Vitruvius Biosciences has also begun the application of SIGEX technology in further characterization of more complex genomes and transcriptomes (such as the human genome with 3.2 billion bases or “letters of the genetic alphabet” in its script). Although the primary sequence of at least a small number of individuals has been mostly completed, our knowledge of the number of genes actually represented in the genome is not known with certainty (predictions range from 30,000 to 120,000), and even less is known about their complex interactions in biological processes. It is becoming clear that there is not a one-to-one relationship between individual genes and overall cellular functions. As an example, consider the fact that it is believed that 60% of all human transcripts (mRNAs) are alternately spliced. That is, different coding regions called exons are differentially put together or “spliced” to create new combinations of the same gene. Within this 60%, on average, each transcript has 5 isoforms or variants. In one instance, scientists have identified a human gene called dsCAM (a homolog of a Drosophila spinal motor gene) that has about 18 to 20 exons but (and here is the catch) some of these exons have up to 16 variants each. Other exons in this gene have 6 variants. When all the combinatorial splicing variants are calculated for this gene it comes out to 38,000 different splice variants for this gene alone! Now, this is not to say that all genes will have thousands of variants but some other human genes may. Thus, it is very difficult to use conventional expression array for all these variants, as well as other differentially expressed but unknown genes, because it requires a priori knowledge or a hypothesis about each of those individual events.

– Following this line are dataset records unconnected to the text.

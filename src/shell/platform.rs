//! Platform and environment detection.

/// Check if running in a CI environment.
pub fn is_ci() -> bool {
    std::env::var("CI").is_ok()
        || std::env::var("GITHUB_ACTIONS").is_ok()
        || std::env::var("GITLAB_CI").is_ok()
        || std::env::var("CIRCLECI").is_ok()
        || std::env::var("TRAVIS").is_ok()
        || std::env::var("JENKINS_URL").is_ok()
}
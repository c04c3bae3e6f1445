//! civet - CI/CD setup validation.
//!
//! civet replaces ad-hoc "is my CI wired up?" shell scripts with a single
//! command that checks required configuration files, probes development
//! tools, runs the configured quality tools and smoke tests, and prints a
//! summary whose exit code is gated on the file checks.
//!
//! # Modules
//!
//! - [`checks`] - File, tool, and smoke-test check implementations
//! - [`cli`] - Command-line interface and argument parsing
//! - [`config`] - Configuration loading, defaults, and validation
//! - [`error`] - Error types and result aliases
//! - [`report`] - Check record collection and summary aggregation
//! - [`shell`] - Shell command execution
//! - [`ui`] - Terminal output, theme, and spinners
//!
//! # Example
//!
//! ```
//! use civet::checks::runner::run_check;
//! use civet::report::CheckStatus;
//!
//! // Classify a command outcome without printing
//! let record = run_check("exit 0", "Shell sanity");
//! assert_eq!(record.status, CheckStatus::Passed);
//! ```

pub mod checks;
pub mod cli;
pub mod config;
pub mod error;
pub mod report;
pub mod shell;
pub mod ui;

pub use error::{CivetError, Result};
//! Check records and report aggregation.
//!
//! Every check the pipeline runs produces a [`CheckRecord`]; records are
//! collected into a [`ValidationReport`] which computes the summary and the
//! overall gate. The report serializes directly for `--json` output.

pub mod summary;

use serde::Serialize;

pub use summary::Summary;

/// Outcome of a single check.
#[derive(Debug, Clone, Copy, PartialEq, Eq, Serialize)]
#[serde(rename_all = "snake_case")]
pub enum CheckStatus {
    /// Check passed.
    Passed,
    /// Check failed.
    Failed,
    /// Check failed but is tolerant: reported, never gates.
    Warned,
    /// Check did not run (e.g. quality tools after a failed install).
    Skipped,
}

impl CheckStatus {
    /// Whether this status counts as passing.
    pub fn is_pass(self) -> bool {
        matches!(self, Self::Passed)
    }
}

/// Pipeline stage a record belongs to.
///
/// Only `File` records gate the default (lenient) exit code; see
/// [`ValidationReport::overall`].
#[derive(Debug, Clone, Copy, PartialEq, Eq, Serialize)]
#[serde(rename_all = "snake_case")]
pub enum CheckKind {
    /// Required-file existence check.
    File,
    /// Tool availability probe.
    Tool,
    /// Dependency installation.
    Install,
    /// Quality tool invocation (formatter, linter, scanner).
    Quality,
    /// Smoke test or test-suite invocation.
    Test,
}

/// A single check outcome.
#[derive(Debug, Clone, Serialize)]
pub struct CheckRecord {
    /// Human label, e.g. "Flake8 Configuration".
    pub label: String,
    /// What was checked: a path or a command line.
    pub subject: String,
    /// Pipeline stage.
    pub kind: CheckKind,
    /// Outcome.
    pub status: CheckStatus,
    /// Captured error text or version info, when there is any.
    #[serde(skip_serializing_if = "Option::is_none")]
    pub detail: Option<String>,
}

impl CheckRecord {
    /// Create a passing record.
    pub fn passed(label: &str, subject: &str, kind: CheckKind) -> Self {
        Self {
            label: label.to_string(),
            subject: subject.to_string(),
            kind,
            status: CheckStatus::Passed,
            detail: None,
        }
    }

    /// Create a failing record.
    pub fn failed(label: &str, subject: &str, kind: CheckKind) -> Self {
        Self {
            label: label.to_string(),
            subject: subject.to_string(),
            kind,
            status: CheckStatus::Failed,
            detail: None,
        }
    }

    /// Create a skipped record.
    pub fn skipped(label: &str, subject: &str, kind: CheckKind) -> Self {
        Self {
            label: label.to_string(),
            subject: subject.to_string(),
            kind,
            status: CheckStatus::Skipped,
            detail: None,
        }
    }

    /// Attach detail text (error output, version string).
    pub fn with_detail(mut self, detail: &str) -> Self {
        if !detail.is_empty() {
            self.detail = Some(detail.to_string());
        }
        self
    }

    /// Downgrade a failure to a warning for tolerant checks.
    pub fn tolerated(mut self) -> Self {
        if self.status == CheckStatus::Failed {
            self.status = CheckStatus::Warned;
        }
        self
    }
}

/// Collected results of a validation run.
#[derive(Debug, Default, Serialize)]
pub struct ValidationReport {
    /// Project name shown in the header.
    pub project: String,
    /// All records in execution order.
    pub records: Vec<CheckRecord>,
}

impl ValidationReport {
    /// Create an empty report for the given project.
    pub fn new(project: &str) -> Self {
        Self {
            project: project.to_string(),
            records: Vec::new(),
        }
    }

    /// Append a record, returning a reference to it for display.
    pub fn push(&mut self, record: CheckRecord) -> &CheckRecord {
        self.records.push(record);
        self.records.last().unwrap()
    }

    /// Records of a given kind.
    pub fn of_kind(&self, kind: CheckKind) -> impl Iterator<Item = &CheckRecord> {
        self.records.iter().filter(move |r| r.kind == kind)
    }

    /// Compute the summary.
    pub fn summary(&self) -> Summary {
        Summary::from_records(&self.records)
    }

    /// Overall success.
    ///
    /// Lenient mode gates strictly on file-existence checks; command
    /// outcomes are reported but ignored. Strict mode additionally requires
    /// every non-tolerant command check to have passed (warned and skipped
    /// records never gate).
    pub fn overall(&self, strict: bool) -> bool {
        let files_ok = self
            .of_kind(CheckKind::File)
            .all(|r| r.status.is_pass());

        if !strict {
            return files_ok;
        }

        files_ok
            && self
                .records
                .iter()
                .filter(|r| r.kind != CheckKind::File)
                .all(|r| r.status != CheckStatus::Failed)
    }

    /// Serialize the report with its summary for `--json` output.
    pub fn to_json(&self, strict: bool) -> serde_json::Value {
        serde_json::json!({
            "project": &self.project,
            "records": &self.records,
            "summary": self.summary(),
            "overall": self.overall(strict),
        })
    }
}

#[cfg(test)]
mod tests {
    use super::*;

    fn file_record(label: &str, passed: bool) -> CheckRecord {
        if passed {
            CheckRecord::passed(label, "some/path", CheckKind::File)
        } else {
            CheckRecord::failed(label, "some/path", CheckKind::File)
        }
    }

    #[test]
    fn overall_lenient_requires_all_files() {
        let mut report = ValidationReport::new("Test");
        report.push(file_record("a", true));
        report.push(file_record("b", false));
        assert!(!report.overall(false));
    }

    #[test]
    fn overall_lenient_ignores_command_failures() {
        let mut report = ValidationReport::new("Test");
        report.push(file_record("a", true));
        report.push(CheckRecord::failed("lint", "flake8 .", CheckKind::Quality));
        report.push(CheckRecord::failed("tools", "python --version", CheckKind::Tool));
        assert!(report.overall(false));
    }

    #[test]
    fn overall_strict_gates_on_command_failures() {
        let mut report = ValidationReport::new("Test");
        report.push(file_record("a", true));
        report.push(CheckRecord::failed("tools", "python --version", CheckKind::Tool));
        assert!(!report.overall(true));
    }

    #[test]
    fn overall_strict_ignores_warned_and_skipped() {
        let mut report = ValidationReport::new("Test");
        report.push(file_record("a", true));
        report.push(
            CheckRecord::failed("lint", "flake8 .", CheckKind::Quality).tolerated(),
        );
        report.push(CheckRecord::skipped("scan", "bandit -r .", CheckKind::Quality));
        assert!(report.overall(true));
    }

    #[test]
    fn tolerated_downgrades_failure_only() {
        let warned = CheckRecord::failed("x", "cmd", CheckKind::Quality).tolerated();
        assert_eq!(warned.status, CheckStatus::Warned);

        let passed = CheckRecord::passed("x", "cmd", CheckKind::Quality).tolerated();
        assert_eq!(passed.status, CheckStatus::Passed);
    }

    #[test]
    fn with_detail_skips_empty() {
        let record = CheckRecord::failed("x", "cmd", CheckKind::Test).with_detail("");
        assert!(record.detail.is_none());

        let record = CheckRecord::failed("x", "cmd", CheckKind::Test).with_detail("boom");
        assert_eq!(record.detail.as_deref(), Some("boom"));
    }

    #[test]
    fn of_kind_filters() {
        let mut report = ValidationReport::new("Test");
        report.push(file_record("a", true));
        report.push(CheckRecord::passed("t", "cmd", CheckKind::Tool));
        assert_eq!(report.of_kind(CheckKind::File).count(), 1);
        assert_eq!(report.of_kind(CheckKind::Tool).count(), 1);
        assert_eq!(report.of_kind(CheckKind::Quality).count(), 0);
    }

    #[test]
    fn to_json_includes_summary_and_overall() {
        let mut report = ValidationReport::new("Test");
        report.push(file_record("a", true));
        let value = report.to_json(false);
        assert_eq!(value["project"], "Test");
        assert_eq!(value["overall"], true);
        assert!(value["summary"]["files_total"].is_number());
    }
}
//! Import smoke-test command generation.
//!
//! Builds interpreter one-liners from a [`SmokeConfig`]: the primary module
//! must import and expose its attributes, and each extra import must expose
//! its names as callables. The generated commands run through the ordinary
//! Command Runner; this module never executes anything itself.

use crate::config::{CommandEntry, SmokeConfig};

/// The plain import check: does the module import at all?
pub fn import_command(smoke: &SmokeConfig) -> String {
    format!("{} -c 'import {}'", smoke.interpreter, smoke.module)
}

/// Attribute assertions for the primary module, if any are configured.
pub fn attribute_command(smoke: &SmokeConfig) -> Option<String> {
    if smoke.attributes.is_empty() {
        return None;
    }

    let mut program = format!("import {}", smoke.module);
    for attr in &smoke.attributes {
        program.push_str(&format!(
            "; assert hasattr({m}, \"{a}\"), \"{a} missing\"",
            m = smoke.module,
            a = attr
        ));
    }

    Some(format!("{} -c '{}'", smoke.interpreter, program))
}

/// Callable assertions for the extra imports, if any are configured.
pub fn imports_command(smoke: &SmokeConfig) -> Option<String> {
    if smoke.imports.is_empty() {
        return None;
    }

    let mut parts = Vec::new();
    for import in &smoke.imports {
        if import.names.is_empty() {
            parts.push(format!("import {}", import.module));
            continue;
        }
        parts.push(format!(
            "from {} import {}",
            import.module,
            import.names.join(", ")
        ));
        for name in &import.names {
            parts.push(format!(
                "assert callable({n}), \"{n} not callable\"",
                n = name
            ));
        }
    }

    Some(format!("{} -c '{}'", smoke.interpreter, parts.join("; ")))
}

/// The full smoke-check list as labeled command entries, in run order.
pub fn smoke_checks(smoke: &SmokeConfig) -> Vec<CommandEntry> {
    let mut checks = vec![CommandEntry {
        command: import_command(smoke),
        label: "App Import Test".to_string(),
        tolerant: false,
    }];

    if let Some(command) = attribute_command(smoke) {
        checks.push(CommandEntry {
            command,
            label: "Module Attribute Check".to_string(),
            tolerant: false,
        });
    }

    if let Some(command) = imports_command(smoke) {
        checks.push(CommandEntry {
            command,
            label: "Data Module Imports".to_string(),
            tolerant: false,
        });
    }

    checks
}
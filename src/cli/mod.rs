//! Command-line interface.

pub mod args;
pub mod commands;

pub use args::{Cli, Commands};
pub use commands::dispatcher::{Command, CommandDispatcher, CommandResult};
//! Configuration schema.
//!
//! The schema mirrors the validation pipeline: required files, tool probes,
//! a dependency install command, quality tools, directories to ensure, test
//! commands, and the smoke-test surface.

use serde::{Deserialize, Serialize};

use crate::error::{CivetError, Result};

/// Top-level configuration.
#[derive(Debug, Clone, Default, Serialize, Deserialize)]
#[serde(deny_unknown_fields)]
pub struct CivetConfig {
    /// Project name shown in the header and the report.
    #[serde(default, skip_serializing_if = "Option::is_none")]
    pub project: Option<String>,

    /// Required-file checks, in display order.
    #[serde(default)]
    pub files: Vec<FileEntry>,

    /// Tool availability probes.
    #[serde(default)]
    pub tools: Vec<CommandEntry>,

    /// Dependency install command. Quality tools run only after this
    /// succeeds (or when it is absent or skipped).
    #[serde(default, skip_serializing_if = "Option::is_none")]
    pub install: Option<String>,

    /// Quality tool invocations (formatters, linters, scanners).
    #[serde(default)]
    pub quality: Vec<CommandEntry>,

    /// Directories created unconditionally before tests run.
    #[serde(default)]
    pub ensure_dirs: Vec<String>,

    /// Test-suite invocations.
    #[serde(default)]
    pub tests: Vec<CommandEntry>,

    /// Import smoke-test surface.
    #[serde(default, skip_serializing_if = "Option::is_none")]
    pub smoke: Option<SmokeConfig>,
}

/// A required-file check: path relative to the project root plus its label.
#[derive(Debug, Clone, Serialize, Deserialize)]
pub struct FileEntry {
    pub path: String,
    pub label: String,
}

/// A command check: shell command plus its label.
#[derive(Debug, Clone, Serialize, Deserialize)]
pub struct CommandEntry {
    pub command: String,
    pub label: String,

    /// Tolerant checks report a non-zero exit as a warning and never gate,
    /// even under `--strict`.
    #[serde(default)]
    pub tolerant: bool,
}

/// Import smoke-test configuration.
///
/// Describes the module surface the generated interpreter one-liners assert:
/// the primary module must import and expose every listed attribute, and
/// each extra import must expose its names as callables.
#[derive(Debug, Clone, Serialize, Deserialize)]
pub struct SmokeConfig {
    /// Interpreter used to run the generated one-liners.
    #[serde(default = "default_interpreter")]
    pub interpreter: String,

    /// Primary module to import.
    #[serde(default = "default_module")]
    pub module: String,

    /// Attributes the primary module must expose.
    #[serde(default)]
    pub attributes: Vec<String>,

    /// Additional modules and the callables they must expose.
    #[serde(default)]
    pub imports: Vec<ImportEntry>,
}

/// An extra module import asserted by the smoke test.
#[derive(Debug, Clone, Serialize, Deserialize)]
pub struct ImportEntry {
    pub module: String,
    #[serde(default)]
    pub names: Vec<String>,
}

fn default_interpreter() -> String {
    "python".to_string()
}

fn default_module() -> String {
    "app".to_string()
}

impl CivetConfig {
    /// Project name with fallback.
    pub fn project_name(&self) -> &str {
        self.project.as_deref().unwrap_or("CI/CD Setup")
    }

    /// Reject structurally invalid configs.
    pub fn validate(&self) -> Result<()> {
        for entry in &self.files {
            if entry.path.trim().is_empty() {
                return Err(CivetError::ConfigValidationError {
                    message: format!("file entry '{}' has an empty path", entry.label),
                });
            }
        }

        let commands = self
            .tools
            .iter()
            .chain(&self.quality)
            .chain(&self.tests);
        for entry in commands {
            if entry.command.trim().is_empty() {
                return Err(CivetError::ConfigValidationError {
                    message: format!("command entry '{}' has an empty command", entry.label),
                });
            }
        }

        if let Some(install) = &self.install {
            if install.trim().is_empty() {
                return Err(CivetError::ConfigValidationError {
                    message: "install command is empty".to_string(),
                });
            }
        }

        Ok(())
    }
}
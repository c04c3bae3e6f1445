//! Command Runner: execute a shell command and classify the outcome.
//!
//! Semantics match the runner contract: exit 0 is a pass, any non-zero
//! exit is a fail carrying the captured error text, and a failure to invoke
//! the command at all (shell missing, spawn error) is a caught fail. No
//! error ever escapes to the caller.

use std::path::Path;

use crate::report::{CheckKind, CheckRecord};
use crate::shell::{execute, CommandOptions};

/// Run a command check of the given kind.
pub fn run_command(
    command: &str,
    label: &str,
    kind: CheckKind,
    cwd: Option<&Path>,
) -> CheckRecord {
    let options = CommandOptions {
        cwd: cwd.map(|p| p.to_path_buf()),
        ..Default::default()
    };

    match execute(command, &options) {
        Ok(result) if result.success => {
            tracing::debug!("'{}' passed in {:?}", label, result.duration);
            CheckRecord::passed(label, command, kind)
        }
        Ok(result) => {
            tracing::debug!(
                "'{}' failed with exit code {:?}",
                label,
                result.exit_code
            );
            CheckRecord::failed(label, command, kind).with_detail(result.error_text())
        }
        Err(e) => {
            tracing::debug!("'{}' could not be invoked: {}", label, e);
            CheckRecord::failed(label, command, kind).with_detail(&e.to_string())
        }
    }
}

/// Run a command check with test-stage kind and no working directory.
pub fn run_check(command: &str, label: &str) -> CheckRecord {
    run_command(command, label, CheckKind::Test, None)
}
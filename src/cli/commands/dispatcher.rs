//! Command dispatching.
//!
//! This module provides the core command infrastructure:
//! - [`Command`] trait for implementing commands
//! - [`CommandResult`] for uniform result reporting
//! - [`CommandDispatcher`] for routing CLI subcommands

use std::path::{Path, PathBuf};

use crate::cli::args::{Cli, Commands, ValidateArgs};
use crate::error::Result;
use crate::ui::Reporter;

/// Trait for command implementations.
pub trait Command {
    /// Execute the command, printing through the given reporter.
    fn execute(&self, reporter: &Reporter) -> Result<CommandResult>;
}

/// Result of command execution.
#[derive(Debug)]
pub struct CommandResult {
    /// Whether the command succeeded.
    pub success: bool,

    /// Exit code to use (0 for success, non-zero for failure).
    pub exit_code: i32,
}

impl CommandResult {
    /// Create a successful result.
    pub fn success() -> Self {
        Self {
            success: true,
            exit_code: 0,
        }
    }

    /// Create a failure result.
    pub fn failure(exit_code: i32) -> Self {
        Self {
            success: false,
            exit_code,
        }
    }
}

/// Dispatches CLI commands to their implementations.
pub struct CommandDispatcher {
    project_root: PathBuf,
}

impl CommandDispatcher {
    /// Create a new dispatcher for the given project root.
    pub fn new(project_root: PathBuf) -> Self {
        Self { project_root }
    }

    /// Get the project root path.
    pub fn project_root(&self) -> &Path {
        &self.project_root
    }

    /// Dispatch and execute a command.
    ///
    /// A bare `civet` runs the full validation pipeline with default
    /// arguments.
    pub fn dispatch(&self, cli: &Cli, reporter: &Reporter) -> Result<CommandResult> {
        match &cli.command {
            Some(Commands::Validate(args)) => {
                let cmd = super::validate::ValidateCommand::new(
                    &self.project_root,
                    cli.config.clone(),
                    args.clone(),
                );
                cmd.execute(reporter)
            }
            None => {
                let cmd = super::validate::ValidateCommand::new(
                    &self.project_root,
                    cli.config.clone(),
                    ValidateArgs::default(),
                );
                cmd.execute(reporter)
            }
            Some(Commands::Files(args)) => {
                let cmd = super::files::FilesCommand::new(
                    &self.project_root,
                    cli.config.clone(),
                    args.clone(),
                );
                cmd.execute(reporter)
            }
            Some(Commands::Tools(args)) => {
                let cmd = super::tools::ToolsCommand::new(
                    &self.project_root,
                    cli.config.clone(),
                    args.clone(),
                );
                cmd.execute(reporter)
            }
            Some(Commands::Init(args)) => {
                let cmd = super::init::InitCommand::new(&self.project_root, args.clone());
                cmd.execute(reporter)
            }
            Some(Commands::Completions(args)) => {
                super::completions::generate_completions(args.shell);
                Ok(CommandResult::success())
            }
        }
    }
}
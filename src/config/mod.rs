//! Configuration loading, defaults, and validation.
//!
//! civet runs fine with no configuration at all: the built-in defaults
//! describe a Python project with a GitHub Actions pipeline. A `.civet.yml`
//! (or `civet.yml`) at the project root replaces the defaults.

pub mod defaults;
pub mod loader;
pub mod schema;

pub use loader::{find_config, load_config};
pub use schema::{CivetConfig, CommandEntry, FileEntry, ImportEntry, SmokeConfig};
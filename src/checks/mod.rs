//! Check implementations.
//!
//! Each check classifies an observation into a [`CheckRecord`](crate::report::CheckRecord);
//! none of them print or propagate errors. Presentation lives in the CLI
//! commands, aggregation in [`report`](crate::report).

pub mod files;
pub mod runner;
pub mod smoke;
pub mod tools;

use std::fs;
use std::path::Path;

/// Create the configured directories, logging rather than failing.
///
/// Returns the directories that could not be created.
pub fn ensure_dirs(project_root: &Path, dirs: &[String]) -> Vec<String> {
    let mut failed = Vec::new();

    for dir in dirs {
        let path = project_root.join(dir);
        if let Err(e) = fs::create_dir_all(&path) {
            tracing::warn!("Could not create {}: {}", path.display(), e);
            failed.push(dir.clone());
        }
    }

    failed
}
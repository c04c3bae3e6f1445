//! Integration tests for CLI argument parsing.
// The cargo_bin function is marked deprecated in favor of cargo_bin! macro,
// but both work correctly. Suppressing until assert_cmd stabilizes the new API.
#![allow(deprecated)]

use assert_cmd::cargo::cargo_bin;
use assert_cmd::Command;
use predicates::prelude::*;
use std::fs;
use tempfile::TempDir;

fn setup_project(config: &str) -> TempDir {
    let temp = TempDir::new().unwrap();
    fs::write(temp.path().join(".civet.yml"), config).unwrap();
    temp
}

// No install/tools/quality entries so the suite never touches pip or the
// network.
const SIMPLE_CONFIG: &str = r#"
project: Test
files:
  - path: pyproject.toml
    label: PyProject Configuration
tests:
  - command: exit 0
    label: Shell Sanity
"#;

#[test]
fn cli_no_args_runs_validate() -> Result<(), Box<dyn std::error::Error>> {
    let temp = setup_project(SIMPLE_CONFIG);
    fs::write(temp.path().join("pyproject.toml"), "")?;

    let mut cmd = Command::new(cargo_bin("civet"));
    cmd.current_dir(temp.path());
    cmd.assert()
        .success()
        .stdout(predicate::str::contains("CI/CD setup is complete and ready!"));
    Ok(())
}

#[test]
fn cli_shows_help() -> Result<(), Box<dyn std::error::Error>> {
    let mut cmd = Command::new(cargo_bin("civet"));
    cmd.arg("--help");
    cmd.assert()
        .success()
        .stdout(predicate::str::contains("CI/CD setup validation"));
    Ok(())
}

#[test]
fn cli_shows_version() -> Result<(), Box<dyn std::error::Error>> {
    let mut cmd = Command::new(cargo_bin("civet"));
    cmd.arg("--version");
    cmd.assert()
        .success()
        .stdout(predicate::str::contains(env!("CARGO_PKG_VERSION")));
    Ok(())
}

#[test]
fn cli_accepts_project_flag() -> Result<(), Box<dyn std::error::Error>> {
    let temp = setup_project(SIMPLE_CONFIG);
    fs::write(temp.path().join("pyproject.toml"), "")?;

    let mut cmd = Command::new(cargo_bin("civet"));
    cmd.args(["validate", "--project"]).arg(temp.path());
    cmd.assert().success();
    Ok(())
}

#[test]
fn cli_explicit_missing_config_fails() -> Result<(), Box<dyn std::error::Error>> {
    let temp = TempDir::new()?;
    let mut cmd = Command::new(cargo_bin("civet"));
    cmd.current_dir(temp.path());
    cmd.args(["validate", "--config", "nope.yml"]);
    cmd.assert()
        .failure()
        .stderr(predicate::str::contains("Configuration not found"));
    Ok(())
}

#[test]
fn cli_invalid_config_fails() -> Result<(), Box<dyn std::error::Error>> {
    let temp = setup_project("files: {broken");
    let mut cmd = Command::new(cargo_bin("civet"));
    cmd.current_dir(temp.path());
    cmd.arg("validate");
    cmd.assert()
        .failure()
        .stderr(predicate::str::contains("Failed to parse config"));
    Ok(())
}

#[test]
fn cli_init_creates_config() -> Result<(), Box<dyn std::error::Error>> {
    let temp = TempDir::new()?;
    let mut cmd = Command::new(cargo_bin("civet"));
    cmd.current_dir(temp.path());
    cmd.arg("init");
    cmd.assert()
        .success()
        .stdout(predicate::str::contains("Created .civet.yml"));
    assert!(temp.path().join(".civet.yml").exists());
    Ok(())
}

#[test]
fn cli_init_fails_if_config_exists() -> Result<(), Box<dyn std::error::Error>> {
    let temp = setup_project(SIMPLE_CONFIG);
    let mut cmd = Command::new(cargo_bin("civet"));
    cmd.current_dir(temp.path());
    cmd.arg("init");
    cmd.assert()
        .failure()
        .stderr(predicate::str::contains("Configuration already exists"));
    Ok(())
}

#[test]
fn cli_init_force_overwrites() -> Result<(), Box<dyn std::error::Error>> {
    let temp = setup_project(SIMPLE_CONFIG);
    let mut cmd = Command::new(cargo_bin("civet"));
    cmd.current_dir(temp.path());
    cmd.args(["init", "--force"]);
    cmd.assert().success();
    Ok(())
}

#[test]
fn cli_completions_generate() -> Result<(), Box<dyn std::error::Error>> {
    let mut cmd = Command::new(cargo_bin("civet"));
    cmd.args(["completions", "bash"]);
    cmd.assert()
        .success()
        .stdout(predicate::str::contains("civet"));
    Ok(())
}

#[test]
fn cli_files_subcommand_gates_on_files() -> Result<(), Box<dyn std::error::Error>> {
    let temp = setup_project(SIMPLE_CONFIG);

    // pyproject.toml missing
    let mut cmd = Command::new(cargo_bin("civet"));
    cmd.current_dir(temp.path());
    cmd.arg("files");
    cmd.assert()
        .failure()
        .stdout(predicate::str::contains("0/1"));

    fs::write(temp.path().join("pyproject.toml"), "")?;
    let mut cmd = Command::new(cargo_bin("civet"));
    cmd.current_dir(temp.path());
    cmd.arg("files");
    cmd.assert()
        .success()
        .stdout(predicate::str::contains("1/1"));
    Ok(())
}

#[test]
fn cli_tools_subcommand_gates_on_probes() -> Result<(), Box<dyn std::error::Error>> {
    let temp = setup_project(
        "tools:\n  - command: this-tool-does-not-exist-12345 --version\n    label: Ghost\n",
    );
    let mut cmd = Command::new(cargo_bin("civet"));
    cmd.current_dir(temp.path());
    cmd.arg("tools");
    cmd.assert().failure();
    Ok(())
}
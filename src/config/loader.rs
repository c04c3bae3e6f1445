//! Configuration file discovery and loading.

use std::fs;
use std::path::{Path, PathBuf};

use crate::error::{CivetError, Result};

use super::defaults::default_config;
use super::schema::CivetConfig;

/// Config file names probed at the project root, in priority order.
const CONFIG_NAMES: [&str; 2] = [".civet.yml", "civet.yml"];

/// Find the project config file, if any.
pub fn find_config(project_root: &Path) -> Option<PathBuf> {
    CONFIG_NAMES
        .iter()
        .map(|name| project_root.join(name))
        .find(|path| path.exists())
}

/// Load the effective configuration for a project.
///
/// An explicit `--config` path must exist; otherwise the project root is
/// probed and a missing config falls back to the built-in defaults.
pub fn load_config(project_root: &Path, explicit: Option<&Path>) -> Result<CivetConfig> {
    let path = match explicit {
        Some(path) => {
            if !path.exists() {
                return Err(CivetError::ConfigNotFound {
                    path: path.to_path_buf(),
                });
            }
            Some(path.to_path_buf())
        }
        None => find_config(project_root),
    };

    let config = match path {
        Some(path) => {
            tracing::debug!("Loading config from {}", path.display());
            parse_config(&path)?
        }
        None => {
            tracing::debug!("No config file found, using built-in defaults");
            default_config()
        }
    };

    config.validate()?;
    Ok(config)
}

fn parse_config(path: &Path) -> Result<CivetConfig> {
    let contents = fs::read_to_string(path)?;
    serde_yaml::from_str(&contents).map_err(|e| CivetError::ConfigParseError {
        path: path.to_path_buf(),
        message: e.to_string(),
    })
}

It is clear that the relationship between genotype and phenotype is complex and highly nonlinear and cannot be predicted by simply cataloging and assigning gene functions to genes found in a genome. If genomics is truly going to pave the way toward new drug targets, pharmaceuticals, personalized medicine and the like, it will have to be studied in a manner that addresses it at the level of biological complexity at which it operates. Vitruvius Biosciences technology directly addresses this complexity problem by providing a method for characterizing nucleic acid populations as whole systems instead of a collection of individual hybridization events. As in the analogy cited above, we are interested in studying the organization of the entire “song”, not just a hit-or-miss analysis of what “notes” seem to be present. Although no single technique, including this one, will be 100% efficient in completely characterizing complex genetic populations, it is envisioned that the SIGEX technology will provide a tool that can uncover unknown and uncharacterized genetic associations, not accessible by any current methodology.

For these reasons, Vitruvius Biosciences SIGEX technology is extremely attractive as a future generation genetic tool, because it allows the interrogation of complex genetic systems in which an almost infinite number of outcomes or events may be analyzed with a finite element probe set.